State authorities, after numerous requests by The Herald for public records involving the death, say they are now intensifying their investigation and looking at the possible allegations of abuse against Hill.
George Havens, chief investigator for the Dade state attorney's office, would not elaborate, but confirmed that "there is new information which has come to light and we're looking at it." Medy has been interviewed by Metro-Dade homicide investigators and has been asked to take a polygraph test, which he agreed to do.
Hill was never interviewed by police at the time of Daniels' death. But few, including Hill, now believe Daniels' death was caused by a fatal fall on his wheelchair.
"It was alleged that somebody in the cottage hit him," Hill said. "I didn't want to get myself involved with it. Administration have always told us, 'Look, if there's a problem in this building involving questioning by the police and everything, send the police to the front office. We'll handle it from there.' "
In Hill's letter of dismissal obtained by The Herald and dated July 1, 1991, Hill was accused of withholding food from Cornell Williams, a resident, as punishment, twisting his arm behind his body and locking his partially paralyzed arm over the back of the wheelchair to restrict movement.
He was also accused of slapping him in the head and face, using his elbow to deliver a blow to the chest and abdomen, dumping him onto the floor from his wheelchair and tying a sock through the spokes of his wheelchair to keep it from moving.
Hill, who had received two stellar performance evaluations before his firing, appealed the dismissal, saying he never "intentionally or willfully abused" anyone. The appeal has been denied.
"I honestly felt that I was doing something good and something constructive for the benefit of the residents," Hill added. "As far as being aggressive to them . . . no way."

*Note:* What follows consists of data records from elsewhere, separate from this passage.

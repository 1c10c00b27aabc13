use axum::{
    http::StatusCode,
    response::{IntoResponse, Response},
    Json,
};
use serde_json::json;
use thiserror::Error;

/// Unified error type for the Rota application
#[derive(Error, Debug)]
pub enum RotaError {
    // Database errors
    #[error("Database error: {0}")]
    Database(#[from] sqlx::Error),

    #[error("Database connection failed: {0}")]
    DatabaseConnection(String),

    // Selector errors surfaced to the dispatcher
    #[error("No upstream proxies available")]
    NoUpstreams,

    #[error("All upstream proxies are at their rate limit")]
    AllAtLimit,

    #[error("Upstream usage counts unavailable")]
    UsageUnavailable,

    // Attempt errors
    #[error("Upstream connect failed: {0}")]
    UpstreamConnect(String),

    #[error("Upstream attempt timed out")]
    UpstreamTimeout,

    #[error("Client cancelled the request")]
    ClientCancelled,

    #[error("All upstreams exhausted after {attempts} attempts")]
    Exhausted { attempts: u32 },

    // Inventory errors
    #[error("Proxy not found: {id}")]
    ProxyNotFound { id: i32 },

    #[error("Not found: {0}")]
    NotFound(String),

    #[error("Invalid proxy address: {0}")]
    InvalidProxyAddress(String),

    #[error("Unsupported proxy protocol: {0}")]
    UnsupportedProtocol(String),

    // Authentication
    #[error("Authentication failed")]
    AuthenticationFailed,

    // Configuration errors
    #[error("Invalid configuration: {0}")]
    InvalidConfig(String),

    #[error("Missing environment variable: {0}")]
    MissingEnvVar(String),

    #[error("Invalid rotation settings: {0}")]
    InvalidSettings(String),

    #[error("Settings not found: {key}")]
    SettingsNotFound { key: String },

    // Request errors
    #[error("Invalid request: {0}")]
    InvalidRequest(String),

    // I/O errors
    #[error("IO error: {0}")]
    Io(#[from] std::io::Error),

    // HTTP errors
    #[error("HTTP error: {0}")]
    Http(String),

    // Internal errors
    #[error("Internal error: {0}")]
    Internal(String),
}

/// Result type alias for Rota operations
pub type Result<T> = std::result::Result<T, RotaError>;

impl RotaError {
    /// Get the HTTP status code for this error
    pub fn status_code(&self) -> StatusCode {
        match self {
            // 400 Bad Request
            RotaError::InvalidRequest(_)
            | RotaError::InvalidProxyAddress(_)
            | RotaError::UnsupportedProtocol(_)
            | RotaError::InvalidSettings(_)
            | RotaError::InvalidConfig(_) => StatusCode::BAD_REQUEST,

            // 401 Unauthorized
            RotaError::AuthenticationFailed => StatusCode::UNAUTHORIZED,

            // 404 Not Found
            RotaError::ProxyNotFound { .. }
            | RotaError::SettingsNotFound { .. }
            | RotaError::NotFound(_) => StatusCode::NOT_FOUND,

            // 502 Bad Gateway
            RotaError::UpstreamConnect(_) | RotaError::Exhausted { .. } => StatusCode::BAD_GATEWAY,

            // 503 Service Unavailable
            RotaError::NoUpstreams
            | RotaError::AllAtLimit
            | RotaError::UsageUnavailable
            | RotaError::DatabaseConnection(_) => StatusCode::SERVICE_UNAVAILABLE,

            // 504 Gateway Timeout
            RotaError::UpstreamTimeout => StatusCode::GATEWAY_TIMEOUT,

            // Nothing is ever sent to a vanished client; pick the closest code
            RotaError::ClientCancelled => StatusCode::BAD_REQUEST,

            // 500 Internal Server Error
            RotaError::Database(_)
            | RotaError::Io(_)
            | RotaError::Http(_)
            | RotaError::MissingEnvVar(_)
            | RotaError::Internal(_) => StatusCode::INTERNAL_SERVER_ERROR,
        }
    }

    /// Check if this is a client error (4xx)
    pub fn is_client_error(&self) -> bool {
        self.status_code().is_client_error()
    }

    /// Check if this is a server error (5xx)
    pub fn is_server_error(&self) -> bool {
        self.status_code().is_server_error()
    }
}

// Implement IntoResponse for API error responses
impl IntoResponse for RotaError {
    fn into_response(self) -> Response {
        let status = self.status_code();
        let body = json!({
            "error": self.to_string(),
        });

        (status, Json(body)).into_response()
    }
}

// Convert from hyper errors
impl From<hyper::Error> for RotaError {
    fn from(err: hyper::Error) -> Self {
        RotaError::Http(err.to_string())
    }
}
//! Dashboard statistics handlers

use axum::extract::State;
use axum::response::IntoResponse;
use axum::Json;

use crate::api::server::AppState;
use crate::error::RotaError;
use crate::repository::DashboardRepository;

/// Aggregate counters
pub async fn get_stats(State(state): State<AppState>) -> Result<impl IntoResponse, RotaError> {
    let repo = DashboardRepository::new(state.db.pool().clone());
    let stats = repo.get_stats().await?;
    Ok(Json(stats))
}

Two men testified against Hill in his state appeal hearing. One was Medy. The other was Moses Monroe, another aide. William Salmon, a Florida hearing officer, found both men to be credible witnesses, although they obviously feared Hill.
"Medy and Monroe candidly admitted that they were afraid of him because of their subordinate positions. . . . However, together they presented a credible version that Hill physically abused a client," Salmon said.
Hill says the two men were going after him, but he says he doesn't know why. And the Landmark administration, he says, wanted to make an example of him because the center was under fire for not acting swiftly and aggressively on complaints of abuse and neglect.
An internal investigation conducted by HRS during Hill's firing noted several problems in the Leon cottage where Hill worked and Daniels lived before his death.
In April 1991, a special investigative committee found that workers were not properly trained in behavioral techniques, that accident reports were not being completed when required and that residents "were having their rights violated on a consistent basis."
But the problems with Hill and the Leon cottage were never linked to Daniels' death -- until now.
Barbara Daniels, a school cafeteria worker in Stuart, has filed a wrongful-death suit against the state. She learned of her son's death three days later in a Western Union telegram:
"We regret to inform you that your son, Richard Daniels, has passed away. We attempted to contact you today without success. Therefore, we are sending you this telegram."
"All these years, and that's what I got, that's what I have left," Barbara Daniels said. "It just breaks your heart, not just for me because I lost my son, but for all the kids who are still out there. I know something went wrong, very wrong."